=== Exercise materials ===
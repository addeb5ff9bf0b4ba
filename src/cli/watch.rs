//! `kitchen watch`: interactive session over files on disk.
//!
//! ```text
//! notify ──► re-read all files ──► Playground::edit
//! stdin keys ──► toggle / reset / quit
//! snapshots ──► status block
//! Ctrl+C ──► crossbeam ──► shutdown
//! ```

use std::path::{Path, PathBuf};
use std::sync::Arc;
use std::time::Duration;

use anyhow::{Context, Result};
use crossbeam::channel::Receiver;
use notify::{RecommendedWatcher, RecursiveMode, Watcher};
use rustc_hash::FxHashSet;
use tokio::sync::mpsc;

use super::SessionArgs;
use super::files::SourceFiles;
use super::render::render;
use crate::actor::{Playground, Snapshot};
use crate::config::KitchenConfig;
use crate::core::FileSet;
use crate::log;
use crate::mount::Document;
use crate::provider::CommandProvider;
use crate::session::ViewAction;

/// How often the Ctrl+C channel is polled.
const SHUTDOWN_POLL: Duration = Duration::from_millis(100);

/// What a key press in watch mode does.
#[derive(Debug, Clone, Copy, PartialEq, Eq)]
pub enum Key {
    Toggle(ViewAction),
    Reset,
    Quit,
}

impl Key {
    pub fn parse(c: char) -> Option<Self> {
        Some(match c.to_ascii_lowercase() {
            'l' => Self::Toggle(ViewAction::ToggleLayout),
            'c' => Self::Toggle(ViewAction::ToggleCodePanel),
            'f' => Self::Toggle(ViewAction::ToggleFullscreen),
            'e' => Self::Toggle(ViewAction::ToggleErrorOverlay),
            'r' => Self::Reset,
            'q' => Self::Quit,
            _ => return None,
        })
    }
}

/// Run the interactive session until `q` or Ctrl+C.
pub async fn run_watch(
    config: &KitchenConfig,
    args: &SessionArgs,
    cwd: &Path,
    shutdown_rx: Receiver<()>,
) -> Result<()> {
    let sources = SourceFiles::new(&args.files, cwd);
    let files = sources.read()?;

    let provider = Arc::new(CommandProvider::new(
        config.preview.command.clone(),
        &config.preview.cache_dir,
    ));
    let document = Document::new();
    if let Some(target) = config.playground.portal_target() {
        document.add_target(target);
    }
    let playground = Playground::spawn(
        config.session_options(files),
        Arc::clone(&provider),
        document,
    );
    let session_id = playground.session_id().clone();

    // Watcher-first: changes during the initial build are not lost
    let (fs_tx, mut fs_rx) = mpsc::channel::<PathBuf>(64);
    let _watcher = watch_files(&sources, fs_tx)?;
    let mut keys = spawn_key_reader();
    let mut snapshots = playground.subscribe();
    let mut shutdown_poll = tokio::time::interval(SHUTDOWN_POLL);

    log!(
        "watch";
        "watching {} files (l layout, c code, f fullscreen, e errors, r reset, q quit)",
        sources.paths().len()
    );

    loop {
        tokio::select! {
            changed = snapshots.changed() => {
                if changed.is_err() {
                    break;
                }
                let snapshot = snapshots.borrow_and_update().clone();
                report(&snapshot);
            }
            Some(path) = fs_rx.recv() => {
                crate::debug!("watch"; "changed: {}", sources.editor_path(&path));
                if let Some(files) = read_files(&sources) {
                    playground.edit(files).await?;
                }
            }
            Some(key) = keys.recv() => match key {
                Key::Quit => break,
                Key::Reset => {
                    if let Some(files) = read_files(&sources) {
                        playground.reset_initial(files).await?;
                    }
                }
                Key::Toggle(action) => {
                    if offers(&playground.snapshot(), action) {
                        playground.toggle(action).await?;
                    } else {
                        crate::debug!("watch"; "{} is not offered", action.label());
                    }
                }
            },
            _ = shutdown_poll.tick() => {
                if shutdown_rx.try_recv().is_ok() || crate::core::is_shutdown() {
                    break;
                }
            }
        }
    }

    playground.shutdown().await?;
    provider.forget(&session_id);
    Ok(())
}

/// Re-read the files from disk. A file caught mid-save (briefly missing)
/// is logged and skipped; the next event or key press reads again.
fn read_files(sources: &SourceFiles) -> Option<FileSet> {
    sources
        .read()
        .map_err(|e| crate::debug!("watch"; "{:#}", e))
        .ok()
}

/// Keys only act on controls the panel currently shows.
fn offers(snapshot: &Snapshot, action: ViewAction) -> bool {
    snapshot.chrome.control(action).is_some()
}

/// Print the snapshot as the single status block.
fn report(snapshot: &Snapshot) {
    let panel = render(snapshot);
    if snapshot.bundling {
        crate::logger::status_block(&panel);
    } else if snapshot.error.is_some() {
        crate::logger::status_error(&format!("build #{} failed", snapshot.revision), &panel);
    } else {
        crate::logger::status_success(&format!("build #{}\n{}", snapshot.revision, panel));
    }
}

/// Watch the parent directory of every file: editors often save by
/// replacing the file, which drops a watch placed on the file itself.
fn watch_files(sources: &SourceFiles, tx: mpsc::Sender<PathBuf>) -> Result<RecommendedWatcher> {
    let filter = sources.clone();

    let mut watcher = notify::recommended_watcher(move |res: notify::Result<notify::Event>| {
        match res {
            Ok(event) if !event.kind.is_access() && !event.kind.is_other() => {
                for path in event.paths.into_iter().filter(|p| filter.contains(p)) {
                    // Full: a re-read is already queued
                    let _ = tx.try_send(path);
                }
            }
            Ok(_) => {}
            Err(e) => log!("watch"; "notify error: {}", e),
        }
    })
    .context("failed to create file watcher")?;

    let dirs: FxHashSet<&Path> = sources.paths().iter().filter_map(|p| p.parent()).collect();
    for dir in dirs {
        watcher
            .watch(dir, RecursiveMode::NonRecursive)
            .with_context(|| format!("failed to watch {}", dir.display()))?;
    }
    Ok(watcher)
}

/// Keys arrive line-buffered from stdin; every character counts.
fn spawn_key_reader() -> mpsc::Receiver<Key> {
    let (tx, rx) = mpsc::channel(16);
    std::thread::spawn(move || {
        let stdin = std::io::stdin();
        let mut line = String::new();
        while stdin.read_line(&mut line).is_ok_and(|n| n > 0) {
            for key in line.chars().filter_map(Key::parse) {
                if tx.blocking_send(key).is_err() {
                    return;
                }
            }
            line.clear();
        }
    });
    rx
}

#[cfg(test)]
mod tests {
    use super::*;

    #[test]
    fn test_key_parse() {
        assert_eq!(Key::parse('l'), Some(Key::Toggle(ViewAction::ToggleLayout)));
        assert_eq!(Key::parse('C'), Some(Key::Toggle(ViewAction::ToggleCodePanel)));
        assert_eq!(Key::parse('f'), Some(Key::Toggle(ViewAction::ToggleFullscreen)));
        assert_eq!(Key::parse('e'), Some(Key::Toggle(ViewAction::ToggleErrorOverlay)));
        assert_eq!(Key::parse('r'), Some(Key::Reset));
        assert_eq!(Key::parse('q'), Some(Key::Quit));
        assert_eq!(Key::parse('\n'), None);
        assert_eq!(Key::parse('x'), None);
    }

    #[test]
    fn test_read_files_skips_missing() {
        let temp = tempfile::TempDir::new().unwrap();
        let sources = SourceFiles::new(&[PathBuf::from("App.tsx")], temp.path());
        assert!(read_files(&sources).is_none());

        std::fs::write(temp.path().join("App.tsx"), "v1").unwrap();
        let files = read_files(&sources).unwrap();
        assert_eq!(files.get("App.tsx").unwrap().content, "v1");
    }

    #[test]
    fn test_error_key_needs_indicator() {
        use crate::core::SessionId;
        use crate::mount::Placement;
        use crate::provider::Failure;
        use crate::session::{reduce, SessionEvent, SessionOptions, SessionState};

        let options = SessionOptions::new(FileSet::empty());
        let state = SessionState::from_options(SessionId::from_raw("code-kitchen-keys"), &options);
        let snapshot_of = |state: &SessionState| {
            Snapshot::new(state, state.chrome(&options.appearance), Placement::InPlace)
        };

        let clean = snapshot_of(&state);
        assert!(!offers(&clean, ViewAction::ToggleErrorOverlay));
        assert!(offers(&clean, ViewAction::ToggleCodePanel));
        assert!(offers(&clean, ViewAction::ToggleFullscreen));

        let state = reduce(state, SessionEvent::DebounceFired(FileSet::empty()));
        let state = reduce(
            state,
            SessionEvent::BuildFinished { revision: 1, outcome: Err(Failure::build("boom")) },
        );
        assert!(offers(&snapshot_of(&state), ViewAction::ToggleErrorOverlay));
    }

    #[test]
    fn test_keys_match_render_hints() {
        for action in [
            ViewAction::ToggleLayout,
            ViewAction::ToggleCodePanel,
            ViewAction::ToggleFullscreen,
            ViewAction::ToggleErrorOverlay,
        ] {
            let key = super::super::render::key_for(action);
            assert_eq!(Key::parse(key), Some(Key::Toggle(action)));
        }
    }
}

...

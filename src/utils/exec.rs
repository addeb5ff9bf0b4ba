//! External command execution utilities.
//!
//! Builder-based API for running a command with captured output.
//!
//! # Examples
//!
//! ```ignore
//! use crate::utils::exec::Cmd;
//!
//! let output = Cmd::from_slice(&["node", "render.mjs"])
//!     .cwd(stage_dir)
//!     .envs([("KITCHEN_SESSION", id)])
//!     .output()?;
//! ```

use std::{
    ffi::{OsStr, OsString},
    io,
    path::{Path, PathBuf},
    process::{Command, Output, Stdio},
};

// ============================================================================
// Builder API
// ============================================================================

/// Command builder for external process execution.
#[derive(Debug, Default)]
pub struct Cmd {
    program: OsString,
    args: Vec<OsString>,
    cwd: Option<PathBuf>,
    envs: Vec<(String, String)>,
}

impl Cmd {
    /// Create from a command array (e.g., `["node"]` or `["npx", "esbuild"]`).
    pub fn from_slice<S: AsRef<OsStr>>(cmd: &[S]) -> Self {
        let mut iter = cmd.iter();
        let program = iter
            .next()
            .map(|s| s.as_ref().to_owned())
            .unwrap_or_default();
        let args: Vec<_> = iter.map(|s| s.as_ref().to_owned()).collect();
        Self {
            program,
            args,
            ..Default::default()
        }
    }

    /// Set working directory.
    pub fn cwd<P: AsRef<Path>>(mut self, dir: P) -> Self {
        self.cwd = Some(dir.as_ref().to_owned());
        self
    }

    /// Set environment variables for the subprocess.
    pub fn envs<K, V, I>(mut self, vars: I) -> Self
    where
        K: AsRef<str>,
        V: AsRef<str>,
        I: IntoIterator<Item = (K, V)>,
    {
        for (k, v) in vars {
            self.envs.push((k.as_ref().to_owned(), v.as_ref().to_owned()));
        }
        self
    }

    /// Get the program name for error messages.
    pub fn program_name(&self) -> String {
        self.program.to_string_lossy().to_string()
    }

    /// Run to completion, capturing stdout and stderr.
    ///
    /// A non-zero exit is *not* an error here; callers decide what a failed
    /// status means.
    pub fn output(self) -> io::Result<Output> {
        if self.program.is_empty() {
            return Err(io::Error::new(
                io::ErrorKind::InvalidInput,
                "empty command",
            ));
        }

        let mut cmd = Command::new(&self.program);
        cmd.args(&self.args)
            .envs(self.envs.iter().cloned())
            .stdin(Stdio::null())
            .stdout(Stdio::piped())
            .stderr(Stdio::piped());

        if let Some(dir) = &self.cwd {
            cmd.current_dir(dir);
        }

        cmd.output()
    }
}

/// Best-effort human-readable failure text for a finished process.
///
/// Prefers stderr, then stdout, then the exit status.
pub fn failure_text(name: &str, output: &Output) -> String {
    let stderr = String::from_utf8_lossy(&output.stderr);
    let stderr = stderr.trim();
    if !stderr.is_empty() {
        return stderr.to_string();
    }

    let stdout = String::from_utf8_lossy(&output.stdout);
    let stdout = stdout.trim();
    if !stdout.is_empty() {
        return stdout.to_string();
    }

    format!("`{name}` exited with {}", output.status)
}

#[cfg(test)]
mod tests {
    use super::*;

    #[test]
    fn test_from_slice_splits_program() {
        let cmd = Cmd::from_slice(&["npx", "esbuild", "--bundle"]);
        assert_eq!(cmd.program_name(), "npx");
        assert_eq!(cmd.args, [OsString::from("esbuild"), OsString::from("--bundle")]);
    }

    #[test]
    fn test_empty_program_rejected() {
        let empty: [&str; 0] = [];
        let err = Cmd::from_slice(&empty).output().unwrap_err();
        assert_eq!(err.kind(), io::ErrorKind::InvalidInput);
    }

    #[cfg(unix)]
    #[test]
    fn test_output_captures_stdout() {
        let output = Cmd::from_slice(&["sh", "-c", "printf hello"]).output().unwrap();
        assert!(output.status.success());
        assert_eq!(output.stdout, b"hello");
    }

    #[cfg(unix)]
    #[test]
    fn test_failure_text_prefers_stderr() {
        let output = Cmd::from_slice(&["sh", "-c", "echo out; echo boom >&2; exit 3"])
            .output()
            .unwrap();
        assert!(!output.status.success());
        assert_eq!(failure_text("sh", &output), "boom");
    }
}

=== What the task requires ===
Go through the data above and find the lines with the word "node". Copy each of those lines.

=== Result for this exercise ===
//! let output = Cmd::from_slice(&["node", "render.mjs"])
    /// Create from a command array (e.g., `["node"]` or `["npx", "esbuild"]`).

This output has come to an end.